→ **Material supplied**
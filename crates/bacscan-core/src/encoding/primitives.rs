use crate::encoding::{
    reader::Reader,
    tag::{ApplicationTag, Tag},
    writer::Writer,
};
use crate::types::ObjectId;
use crate::{DecodeError, EncodeError};

/// Minimal big-endian octets of an unsigned value (at least one).
pub fn unsigned_octets(value: u32) -> ([u8; 4], usize) {
    let bytes = value.to_be_bytes();
    let len = 4 - (value.leading_zeros() as usize / 8).min(3);
    (bytes, len)
}

/// Minimal two's-complement octets of a signed value (at least one).
pub fn signed_octets(value: i32) -> ([u8; 4], usize) {
    let len = match value {
        -0x80..=0x7F => 1,
        -0x8000..=0x7FFF => 2,
        -0x80_0000..=0x7F_FFFF => 3,
        _ => 4,
    };
    (value.to_be_bytes(), len)
}

pub fn decode_unsigned(r: &mut Reader<'_>, len: usize) -> Result<u32, DecodeError> {
    if !(1..=4).contains(&len) {
        return Err(DecodeError::InvalidLength);
    }
    Ok(r
        .read_slice(len)?
        .iter()
        .fold(0u32, |acc, b| (acc << 8) | u32::from(*b)))
}

pub fn decode_signed(r: &mut Reader<'_>, len: usize) -> Result<i32, DecodeError> {
    if !(1..=4).contains(&len) {
        return Err(DecodeError::InvalidLength);
    }
    let raw = r.read_slice(len)?;
    let fill = if raw[0] & 0x80 != 0 { 0xFF } else { 0x00 };
    let mut out = [fill; 4];
    out[4 - len..].copy_from_slice(raw);
    Ok(i32::from_be_bytes(out))
}

pub fn encode_app_unsigned(w: &mut Writer, value: u32) -> Result<(), EncodeError> {
    write_unsigned_like(w, Some(ApplicationTag::Unsigned), 0, value)
}

pub fn encode_app_enumerated(w: &mut Writer, value: u32) -> Result<(), EncodeError> {
    write_unsigned_like(w, Some(ApplicationTag::Enumerated), 0, value)
}

pub fn encode_app_object_id(w: &mut Writer, object_id: ObjectId) -> Result<(), EncodeError> {
    Tag::Application {
        tag: ApplicationTag::ObjectId,
        len: 4,
    }
    .encode(w)?;
    w.write_be_u32(object_id.raw())
}

pub fn encode_ctx_unsigned(w: &mut Writer, number: u8, value: u32) -> Result<(), EncodeError> {
    write_unsigned_like(w, None, number, value)
}

pub fn encode_ctx_object_id(
    w: &mut Writer,
    number: u8,
    object_id: ObjectId,
) -> Result<(), EncodeError> {
    Tag::Context { number, len: 4 }.encode(w)?;
    w.write_be_u32(object_id.raw())
}

fn write_unsigned_like(
    w: &mut Writer,
    application: Option<ApplicationTag>,
    number: u8,
    value: u32,
) -> Result<(), EncodeError> {
    let (bytes, len) = unsigned_octets(value);
    match application {
        Some(tag) => Tag::Application {
            tag,
            len: len as u32,
        },
        None => Tag::Context {
            number,
            len: len as u32,
        },
    }
    .encode(w)?;
    w.write_all(&bytes[4 - len..])
}

pub fn decode_app_unsigned(r: &mut Reader<'_>) -> Result<u32, DecodeError> {
    match Tag::decode(r)? {
        Tag::Application {
            tag: ApplicationTag::Unsigned,
            len,
        } => decode_unsigned(r, len as usize),
        _ => Err(DecodeError::InvalidTag),
    }
}

pub fn decode_app_enumerated(r: &mut Reader<'_>) -> Result<u32, DecodeError> {
    match Tag::decode(r)? {
        Tag::Application {
            tag: ApplicationTag::Enumerated,
            len,
        } => decode_unsigned(r, len as usize),
        _ => Err(DecodeError::InvalidTag),
    }
}

pub fn decode_app_object_id(r: &mut Reader<'_>) -> Result<ObjectId, DecodeError> {
    match Tag::decode(r)? {
        Tag::Application {
            tag: ApplicationTag::ObjectId,
            len: 4,
        } => Ok(ObjectId::from_raw(r.read_be_u32()?)),
        _ => Err(DecodeError::InvalidTag),
    }
}

/// Decodes a context-tagged unsigned that must carry tag `number`.
pub fn decode_ctx_unsigned(r: &mut Reader<'_>, number: u8) -> Result<u32, DecodeError> {
    match Tag::decode(r)? {
        Tag::Context { number: n, len } if n == number => decode_unsigned(r, len as usize),
        _ => Err(DecodeError::InvalidTag),
    }
}

pub fn decode_ctx_object_id(r: &mut Reader<'_>, number: u8) -> Result<ObjectId, DecodeError> {
    match Tag::decode(r)? {
        Tag::Context { number: n, len: 4 } if n == number => {
            Ok(ObjectId::from_raw(r.read_be_u32()?))
        }
        _ => Err(DecodeError::InvalidTag),
    }
}

#[cfg(test)]
mod tests {
    use super::{
        decode_app_unsigned, decode_signed, decode_unsigned, encode_app_unsigned,
        encode_ctx_unsigned, signed_octets, unsigned_octets,
    };
    use crate::encoding::{reader::Reader, writer::Writer};
    use proptest::prelude::*;

    #[test]
    fn unsigned_uses_minimal_width() {
        assert_eq!(unsigned_octets(0).1, 1);
        assert_eq!(unsigned_octets(0xFF).1, 1);
        assert_eq!(unsigned_octets(0x100).1, 2);
        assert_eq!(unsigned_octets(0x3F_FFFF).1, 3);
        assert_eq!(unsigned_octets(u32::MAX).1, 4);
    }

    #[test]
    fn priority_is_a_one_octet_context_value() {
        let mut w = Writer::new();
        encode_ctx_unsigned(&mut w, 4, 8).unwrap();
        assert_eq!(w.as_written(), &[0x49, 0x08]);
    }

    #[test]
    fn rejects_oversized_unsigned() {
        let mut r = Reader::new(&[0; 5]);
        assert!(decode_unsigned(&mut r, 5).is_err());
    }

    proptest! {
        #[test]
        fn unsigned_survives_encoding(v in any::<u32>()) {
            let (bytes, len) = unsigned_octets(v);
            let mut r = Reader::new(&bytes[4 - len..]);
            prop_assert_eq!(decode_unsigned(&mut r, len).unwrap(), v);
        }

        #[test]
        fn signed_survives_encoding(v in any::<i32>()) {
            let (bytes, len) = signed_octets(v);
            let mut r = Reader::new(&bytes[4 - len..]);
            prop_assert_eq!(decode_signed(&mut r, len).unwrap(), v);
        }

        #[test]
        fn application_unsigned_survives_encoding(v in any::<u32>()) {
            let mut w = Writer::new();
            encode_app_unsigned(&mut w, v).unwrap();
            let mut r = Reader::new(w.as_written());
            prop_assert_eq!(decode_app_unsigned(&mut r).unwrap(), v);
            prop_assert!(r.is_empty());
        }
    }
}
/// Confirmed request header and the replies correlated with it.
pub mod confirmed;
/// APDU type discriminant.
pub mod pdu;
/// Unconfirmed request header.
pub mod unconfirmed;

pub use confirmed::{
    AbortPdu, ComplexAckHeader, ConfirmedRequestHeader, ErrorPdu, RejectPdu, SegmentInfo,
    SimpleAck,
};
pub use pdu::{reply_invoke_id, ApduType};
pub use unconfirmed::UnconfirmedRequestHeader;
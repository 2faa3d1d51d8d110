//! Read a device's object-name.
//!
//! Usage:
//!   cargo run -p bacscan-proxy --example read_property -- --ip 192.168.1.100 --instance 1

use bacscan_proxy::{ObjectId, PropertyId, PropertyReference, Proxy, ProxyConfig};
use std::net::{IpAddr, SocketAddr};

fn arg(name: &str) -> Option<String> {
    std::env::args().skip_while(|a| a != name).nth(1)
}

#[tokio::main]
async fn main() -> Result<(), Box<dyn std::error::Error>> {
    env_logger::init();

    let ip: IpAddr = arg("--ip").ok_or("usage: --ip <device-ip>")?.parse()?;
    let instance: u32 = arg("--instance").map_or(Ok(1), |text| text.parse())?;

    let proxy = Proxy::new(ProxyConfig::default().with_port(0));
    proxy.start(None).await?;

    let reference = PropertyReference::new(
        SocketAddr::new(ip, 47808),
        ObjectId::device(instance),
        PropertyId::ObjectName,
    );
    let value = proxy.read_property(&reference).await?;
    println!("{reference}: {value:?}");

    proxy.stop().await;
    Ok(())
}
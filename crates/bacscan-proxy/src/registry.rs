use crate::DeviceAnnouncement;
use bacscan_core::types::ObjectId;
use std::collections::HashMap;
use std::net::SocketAddr;

/// Devices seen by one discovery pass, in arrival order.
///
/// Keyed by (address, device id): the first announcement for a key wins and
/// later ones are ignored. A new scan starts from an empty registry and
/// replaces the proxy's previous one.
#[derive(Debug, Clone, Default, PartialEq, Eq)]
pub struct DeviceRegistry {
    devices: Vec<DeviceAnnouncement>,
    index: HashMap<(SocketAddr, ObjectId), usize>,
}

impl DeviceRegistry {
    pub fn new() -> Self {
        Self::default()
    }

    /// Records an announcement. Returns false when the pair was already
    /// present.
    pub fn insert(&mut self, device: DeviceAnnouncement) -> bool {
        let key = (device.address, device.device_id);
        if self.index.contains_key(&key) {
            return false;
        }
        self.index.insert(key, self.devices.len());
        self.devices.push(device);
        true
    }

    pub fn get(&self, address: SocketAddr, device_id: ObjectId) -> Option<&DeviceAnnouncement> {
        self.index
            .get(&(address, device_id))
            .and_then(|slot| self.devices.get(*slot))
    }

    /// First device announced with this instance number.
    pub fn by_instance(&self, instance: u32) -> Option<&DeviceAnnouncement> {
        self.devices
            .iter()
            .find(|device| device.device_id.instance() == instance)
    }

    pub(crate) fn get_mut(&mut self, slot: usize) -> Option<&mut DeviceAnnouncement> {
        self.devices.get_mut(slot)
    }

    pub fn len(&self) -> usize {
        self.devices.len()
    }

    pub fn is_empty(&self) -> bool {
        self.devices.is_empty()
    }

    pub fn iter(&self) -> impl Iterator<Item = &DeviceAnnouncement> {
        self.devices.iter()
    }

    pub fn to_vec(&self) -> Vec<DeviceAnnouncement> {
        self.devices.clone()
    }
}

#[cfg(test)]
mod tests {
    use super::DeviceRegistry;
    use crate::DeviceAnnouncement;
    use bacscan_core::types::{ObjectId, Segmentation};
    use std::net::SocketAddr;

    fn announcement(ip: [u8; 4], instance: u32, vendor_id: u32) -> DeviceAnnouncement {
        DeviceAnnouncement {
            address: SocketAddr::from((ip, 47808)),
            device_id: ObjectId::device(instance),
            max_apdu: 1476,
            segmentation: Segmentation::NoSegmentation,
            vendor_id,
            object_name: None,
        }
    }

    #[test]
    fn first_announcement_wins() {
        let mut registry = DeviceRegistry::new();
        assert!(registry.insert(announcement([10, 0, 0, 2], 100, 1)));
        assert!(!registry.insert(announcement([10, 0, 0, 2], 100, 99)));
        assert_eq!(registry.len(), 1);
        let kept = registry
            .get(SocketAddr::from(([10, 0, 0, 2], 47808)), ObjectId::device(100))
            .unwrap();
        assert_eq!(kept.vendor_id, 1);
    }

    #[test]
    fn same_instance_at_two_addresses_is_two_devices() {
        let mut registry = DeviceRegistry::new();
        registry.insert(announcement([10, 0, 0, 3], 7, 1));
        registry.insert(announcement([10, 0, 0, 2], 7, 1));
        registry.insert(announcement([10, 0, 0, 4], 8, 1));
        assert_eq!(registry.len(), 3);
        let order: Vec<_> = registry.iter().map(|d| d.address.ip().to_string()).collect();
        assert_eq!(order, ["10.0.0.3", "10.0.0.2", "10.0.0.4"]);
        assert_eq!(
            registry.by_instance(7).map(|d| d.address.ip().to_string()),
            Some("10.0.0.3".to_string())
        );
        assert!(registry.by_instance(9).is_none());
    }
}
//! BACnet/IP discovery-and-transaction proxy.
//!
//! A [`Proxy`] owns one bound UDP endpoint for its whole lifetime. A single
//! receive task reads every datagram and routes it: I-Am announcements go to
//! the scan window that is open, replies go to the request waiting on
//! (source, invoke id). On top of that endpoint the proxy offers Who-Is
//! scans of an IPv4 block or instance range, ReadProperty, WriteProperty and
//! a whole-device readout. [`ProxyService`] wraps the same operations behind
//! textual arguments and `{"status": ...}` JSON replies.
//!
//! ```no_run
//! # async fn demo() -> Result<(), bacscan_proxy::ProxyError> {
//! use bacscan_proxy::{Proxy, ScanTarget};
//!
//! let proxy = Proxy::default();
//! let address = proxy.start(None).await?;
//! println!("listening on {address}");
//! let target: ScanTarget = "192.168.1.0/24".parse()?;
//! for device in proxy.scan_range(&target, None).await? {
//!     println!("{} at {}", device.device_id, device.address);
//! }
//! proxy.stop().await;
//! # Ok(())
//! # }
//! ```

pub mod config;
pub mod discovery;
mod endpoint;
pub mod error;
pub mod point;
pub mod proxy;
pub mod registry;
pub mod resolver;
pub mod service;
pub mod simulator;
pub mod transaction;
pub mod value;
mod waiters;

pub use config::ProxyConfig;
pub use discovery::{DeviceAnnouncement, ScanTarget};
pub use error::{ProxyError, RemoteRejection};
pub use point::{classify_point, Point, PointClassification, PointDirection, PointKind};
pub use proxy::Proxy;
pub use registry::DeviceRegistry;
pub use resolver::{local_interface, local_ip_for, parse_device_address, LocalInterface};
pub use service::{ControlRequest, ProxyService, Reply};
pub use simulator::SimulatedDevice;
pub use transaction::{
    properties_of_interest, DeviceReadout, Priority, PropertyRead, PropertyReference,
};
pub use value::{value_from_json, value_to_json, ValueKind};

pub use bacscan_core::types::{DataValue, ObjectId, ObjectType, PropertyId};
pub use bacscan_datalink::{BacnetIpTransport, DataLink, DataLinkAddress};
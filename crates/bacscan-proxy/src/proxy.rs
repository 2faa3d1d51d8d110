use crate::endpoint::Endpoint;
use crate::resolver::{self, LocalInterface};
use crate::{ProxyConfig, ProxyError};
use bacscan_datalink::{BacnetIpTransport, DataLink};
use std::net::{IpAddr, Ipv4Addr, SocketAddr};
use std::sync::Arc;
use tokio::sync::RwLock;

/// Owner of the one live BACnet/IP endpoint.
///
/// Discovery and transactions clone the endpoint handle under a read lock, so
/// a concurrent [`stop`](Proxy::stop) either happens before the call (which
/// then fails with [`ProxyError::NotRunning`]) or releases the call's waiter
/// with [`ProxyError::Stopped`].
#[derive(Debug)]
pub struct Proxy<D: DataLink = BacnetIpTransport> {
    config: ProxyConfig,
    endpoint: RwLock<Option<Arc<Endpoint<D>>>>,
}

impl<D: DataLink> Default for Proxy<D> {
    fn default() -> Self {
        Self::new(ProxyConfig::default())
    }
}

impl Proxy<BacnetIpTransport> {
    /// Binds the endpoint and starts its receive loop.
    ///
    /// With no `bind_address` the interface facing
    /// [`ProxyConfig::probe_target`] is used; a supplied address must belong
    /// to this host. Returns the interface address and the bound port.
    pub async fn start(&self, bind_address: Option<Ipv4Addr>) -> Result<SocketAddr, ProxyError> {
        let mut slot = self.endpoint.write().await;
        if let Some(live) = slot.as_ref() {
            return Err(ProxyError::AlreadyRunning {
                address: live.address(),
            });
        }

        let interface = match bind_address {
            Some(ip) => resolver::local_interface(ip)?,
            None => resolver::local_ip_for(self.config.probe_target).await?,
        };
        let socket_ip = if self.config.bind_interface_only || interface.ip.is_loopback() {
            interface.ip
        } else {
            Ipv4Addr::UNSPECIFIED
        };
        let bind_addr = SocketAddr::new(IpAddr::V4(socket_ip), self.config.port);
        let transport = BacnetIpTransport::bind(bind_addr)
            .await
            .map_err(|source| ProxyError::Bind {
                address: bind_addr,
                source,
            })?;
        let port = transport
            .local_addr()
            .map_err(|source| ProxyError::Bind {
                address: bind_addr,
                source,
            })?
            .port();

        let address = SocketAddr::new(IpAddr::V4(interface.ip), port);
        *slot = Some(Endpoint::spawn(transport, interface, address, self.config.clone()));
        log::info!("proxy started on {address} (socket {bind_addr})");
        Ok(address)
    }
}

impl<D: DataLink> Proxy<D> {
    pub fn new(config: ProxyConfig) -> Self {
        Self {
            config,
            endpoint: RwLock::new(None),
        }
    }

    pub fn config(&self) -> &ProxyConfig {
        &self.config
    }

    /// Starts the proxy over an already bound data link.
    pub async fn attach(
        &self,
        datalink: D,
        interface: LocalInterface,
        address: SocketAddr,
    ) -> Result<(), ProxyError> {
        let mut slot = self.endpoint.write().await;
        if let Some(live) = slot.as_ref() {
            return Err(ProxyError::AlreadyRunning {
                address: live.address(),
            });
        }
        *slot = Some(Endpoint::spawn(datalink, interface, address, self.config.clone()));
        log::info!("proxy attached on {address}");
        Ok(())
    }

    /// Tears the endpoint down. Every pending scan and transaction returns
    /// [`ProxyError::Stopped`]. Returns whether a proxy was running; stopping
    /// an idle proxy is a no-op.
    pub async fn stop(&self) -> bool {
        let endpoint = self.endpoint.write().await.take();
        match endpoint {
            Some(endpoint) => {
                endpoint.shutdown().await;
                log::info!("proxy on {} stopped", endpoint.address());
                true
            }
            None => false,
        }
    }

    pub async fn is_running(&self) -> bool {
        self.endpoint.read().await.is_some()
    }

    pub async fn local_address(&self) -> Option<SocketAddr> {
        self.endpoint.read().await.as_ref().map(|e| e.address())
    }

    pub(crate) async fn live(&self) -> Result<Arc<Endpoint<D>>, ProxyError> {
        self.endpoint
            .read()
            .await
            .as_ref()
            .cloned()
            .ok_or(ProxyError::NotRunning)
    }
}
use crate::apdu::UnconfirmedRequestHeader;
use crate::encoding::{
    primitives::{
        decode_app_enumerated, decode_app_object_id, decode_app_unsigned, encode_app_enumerated,
        encode_app_object_id, encode_app_unsigned,
    },
    reader::Reader,
    writer::Writer,
};
use crate::types::{ObjectId, Segmentation};
use crate::{DecodeError, EncodeError};

pub const SERVICE_I_AM: u8 = 0x00;

#[derive(Debug, Clone, Copy, PartialEq, Eq)]
pub struct IAmRequest {
    pub device_id: ObjectId,
    /// Max APDU length accepted, in octets.
    pub max_apdu: u32,
    pub segmentation: Segmentation,
    pub vendor_id: u32,
}

impl IAmRequest {
    pub fn encode(&self, w: &mut Writer) -> Result<(), EncodeError> {
        UnconfirmedRequestHeader {
            service_choice: SERVICE_I_AM,
        }
        .encode(w)?;
        encode_app_object_id(w, self.device_id)?;
        encode_app_unsigned(w, self.max_apdu)?;
        encode_app_enumerated(w, self.segmentation.to_u32())?;
        encode_app_unsigned(w, self.vendor_id)
    }

    pub fn decode_after_header(r: &mut Reader<'_>) -> Result<Self, DecodeError> {
        Ok(Self {
            device_id: decode_app_object_id(r)?,
            max_apdu: decode_app_unsigned(r)?,
            segmentation: Segmentation::from_u32(decode_app_enumerated(r)?),
            vendor_id: decode_app_unsigned(r)?,
        })
    }
}

#[cfg(test)]
mod tests {
    use super::IAmRequest;
    use crate::apdu::UnconfirmedRequestHeader;
    use crate::encoding::{reader::Reader, writer::Writer};
    use crate::types::{ObjectId, Segmentation};

    #[test]
    fn segmentation_is_enumerated() {
        let req = IAmRequest {
            device_id: ObjectId::device(1234),
            max_apdu: 1476,
            segmentation: Segmentation::NoSegmentation,
            vendor_id: 260,
        };
        let mut w = Writer::new();
        req.encode(&mut w).unwrap();
        assert_eq!(
            w.as_written(),
            &[0x10, 0x00, 0xC4, 0x02, 0x00, 0x04, 0xD2, 0x22, 0x05, 0xC4, 0x91, 0x03, 0x22, 0x01, 0x04]
        );

        let mut r = Reader::new(w.as_written());
        UnconfirmedRequestHeader::decode(&mut r).unwrap();
        assert_eq!(IAmRequest::decode_after_header(&mut r).unwrap(), req);
    }

    #[test]
    fn truncated_announcement_fails() {
        let frame = [0xC4, 0x02, 0x00, 0x04, 0xD2, 0x22, 0x05];
        assert!(IAmRequest::decode_after_header(&mut Reader::new(&frame)).is_err());
    }
}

→ **Task to carry out**
Begin with the first line of the listing and copy exactly through the line that contains "let bytes = value.to_be_bytes();", please, keeping both ends and leaving out everything after.

→ **Output for this task**
filename crates/bacscan-core/src/encoding/primitives.rs
use crate::encoding::{
    reader::Reader,
    tag::{ApplicationTag, Tag},
    writer::Writer,
};
use crate::types::ObjectId;
use crate::{DecodeError, EncodeError};

/// Minimal big-endian octets of an unsigned value (at least one).
pub fn unsigned_octets(value: u32) -> ([u8; 4], usize) {
    let bytes = value.to_be_bytes();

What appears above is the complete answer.